Note that the .tstream doesn't depend on the content. So you can reuse the same .tstream
file for broadcasting different streams at different times, as long as its parameters
(bitrate, piecesize, name) do not change. A special case are authenticated streams (the
default). Here the .tstream will remain the same when the public/private keypair remains
the same (in addition to the params). In practice, keeping the public/private keypair the
same means you should not delete the streamname.sauth file that the script writes
the first time. You can disable our default source-authentication scheme to reduce the CPU
usage during playback. For that use the Tribler/Tools/createlivestream-noauth.py
script.

DVB-T on Linux

Our first setup is a DVB-T receiver attached to a Linux box. The DVB-T is a Hauppauge
WinTV Nova-T USB stick that is supported by Linux. We assume you have setup the stick
correctly and can watch TV from it (e.g. cat /dev/dvb/adapter0/dvr0 | vlc -). You
can now broadcast the TV signal as follows. We assume the channel information needed by
the stick is in a file called channels.conf

  1. Tune in to the desired channel (we do this in the background)
    (tzap -c channels.conf -r "SomeChannel" > /dev/null 2>&1 &)
    
  2. Start the createlivestream.py
    python Tribler/Tools/createlivestream.py --name streamname.mpegts --source pipe:generate-video.sh --duration 1:00:00 --port 7765 --destdir . > /tmp/dvb-t-live.log 2>&1
    
  3. This command requires a generate-video.sh script in the current directory that looks like:
    ffmpeg -f mpegts -vsync 1 -map 0.0:0.1 -map 0.1 -i /dev/dvb/adapter0/dvr0 -vcodec mpeg4 -vb 428288 -s 320x240 -acodec libmp3lame -ab 96000 -ac 1 -f mpegts -
    
  4. In other words, FFMPEG takes the raw MPEG transport stream from the DVB-T receiver

and transcodes it to 512 kbps of MPEG4 video and MP3 audio, synchronized on audio, and
outputs this on stdout, so createlivestream.py can read it.

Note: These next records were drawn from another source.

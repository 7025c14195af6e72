//! In-memory channel for unit tests.
//!
//! Reads drain a queue of scripted inbound bytes and report end-of-stream
//! once it is empty. Writes are captured for inspection. Clones share state,
//! so a test can keep a handle after moving one into a transport.

use std::collections::VecDeque;
use std::io::{self, Read, Write};
use std::sync::Arc;
use std::time::Duration;

use bytes::Bytes;
use parking_lot::Mutex;

use super::Channel;
use crate::protocol::{build_frame, Frame, Header, HEADER_SIZE};

#[derive(Default)]
struct Script {
    inbound: VecDeque<u8>,
    outbound: Vec<u8>,
    read_limit: Option<usize>,
    write_limit: Option<usize>,
    eof: bool,
}

#[derive(Clone, Default)]
pub(crate) struct ScriptedChannel {
    inner: Arc<Mutex<Script>>,
}

impl ScriptedChannel {
    pub(crate) fn new() -> Self {
        Self::default()
    }

    /// Cap each read at `n` bytes.
    pub(crate) fn with_read_limit(self, n: usize) -> Self {
        self.inner.lock().read_limit = Some(n);
        self
    }

    /// Cap each write at `n` bytes.
    pub(crate) fn with_write_limit(self, n: usize) -> Self {
        self.inner.lock().write_limit = Some(n);
        self
    }

    /// Report readiness once the inbound queue is empty, as a socket does
    /// after the peer hangs up.
    pub(crate) fn close_inbound(&self) {
        self.inner.lock().eof = true;
    }

    pub(crate) fn push_bytes(&self, bytes: &[u8]) {
        self.inner.lock().inbound.extend(bytes.iter().copied());
    }

    pub(crate) fn push_frame(&self, header: Header, payload: &[u8]) {
        self.push_bytes(&build_frame(&header, payload));
    }

    /// Every complete frame written so far.
    pub(crate) fn sent_frames(&self) -> Vec<Frame> {
        let out = self.inner.lock().outbound.clone();
        let mut frames = Vec::new();
        let mut at = 0;
        while let Some(header) = out.get(at..).and_then(Header::decode) {
            let start = at + HEADER_SIZE;
            let end = start + header.payload_len as usize;
            if end > out.len() {
                break;
            }
            frames.push(Frame::new(header, Bytes::copy_from_slice(&out[start..end])));
            at = end;
        }
        frames
    }
}

impl Read for ScriptedChannel {
    fn read(&mut self, buf: &mut [u8]) -> io::Result<usize> {
        let mut script = self.inner.lock();
        let n = buf
            .len()
            .min(script.inbound.len())
            .min(script.read_limit.unwrap_or(usize::MAX));
        for (slot, byte) in buf.iter_mut().zip(script.inbound.drain(..n)) {
            *slot = byte;
        }
        Ok(n)
    }
}

impl Write for ScriptedChannel {
    fn write(&mut self, buf: &[u8]) -> io::Result<usize> {
        let mut script = self.inner.lock();
        let n = buf.len().min(script.write_limit.unwrap_or(usize::MAX));
        script.outbound.extend_from_slice(&buf[..n]);
        Ok(n)
    }

    fn flush(&mut self) -> io::Result<()> {
        Ok(())
    }
}

impl Channel for ScriptedChannel {
    fn wait_readable(&self, timeout: Duration) -> io::Result<bool> {
        let ready = || {
            let script = self.inner.lock();
            !script.inbound.is_empty() || script.eof
        };
        if ready() {
            return Ok(true);
        }
        std::thread::sleep(timeout);
        Ok(ready())
    }
}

  1. We have experimented with H.264 via the libx264 library, but somehow the combination

of libx264 and current ffmpeg encoding in a pipeline gives motion prediction errors.
Try for yourself:

ffmpeg -f mpegts -vsync 1 -map 0.0:0.1 -map 0.1 -i /dev/dvb/adapter0/dvr0 -vcodec libx264 -vb 428288 -g 16 -s 320x240 -acodec libfaac -ab 96000 -ac 1 -deinterlace -f mpegts -

We set GOP (-g) to 16 to speedup tuning in at playback. With the default ffmpeg setting this takes a long time.

  1. We did manage to get H.264 working with mencoder:
    mencoder -cache 8192 -ovc x264 -x264encopts bitrate=1024 -nosound  -of lavf -lavfopts i_certify_that_my_video_stream_does_not_use_b_frames:format=mpegts -vf scale=640:360 -quiet -o /dev/stdout /dev/dvb/adapter0/dvr0
    

VLC on Linux

For some Linux sources (e.g. IP multicast) you can use VLC to do the transcoding.
Unfortunately, there appears to be something wrong when we try to read directly from a
DVB-T device and try to offer it via HTTP. VLC starts as it should, but its HTTP server
produces no data with the MPEGTS demux enabled. Here's an example for 1 mbps H.264 from a
IP multicast source:

vlc --daemon udp://@224.0.0.1:2001 --sout='#transcode{vcodec=h264,venc=x264{vbv-maxrate=512,vbv-minrate=512,qcomp=0,ratetol=0,keyint=20}vb=512,width=640,height=360,acodec=none,scodec=none,me=umh}:duplicate{dst=std{access=http,mux=ts,dst=:8081}}' :sout-all

DV Camera on Linux

For our first public trial we used a DV camera connected to a remote Linux box directly.
The remote box would grab the IEEE1394, transcode it to the right format and transmit it
to the broadcast box via SSH. This setup is described on another page.

Looping a File

Newer versions of Tribler support the "--fileloop True" option for createlivestream.py that allows you to loop a file as if it were a live broadcast.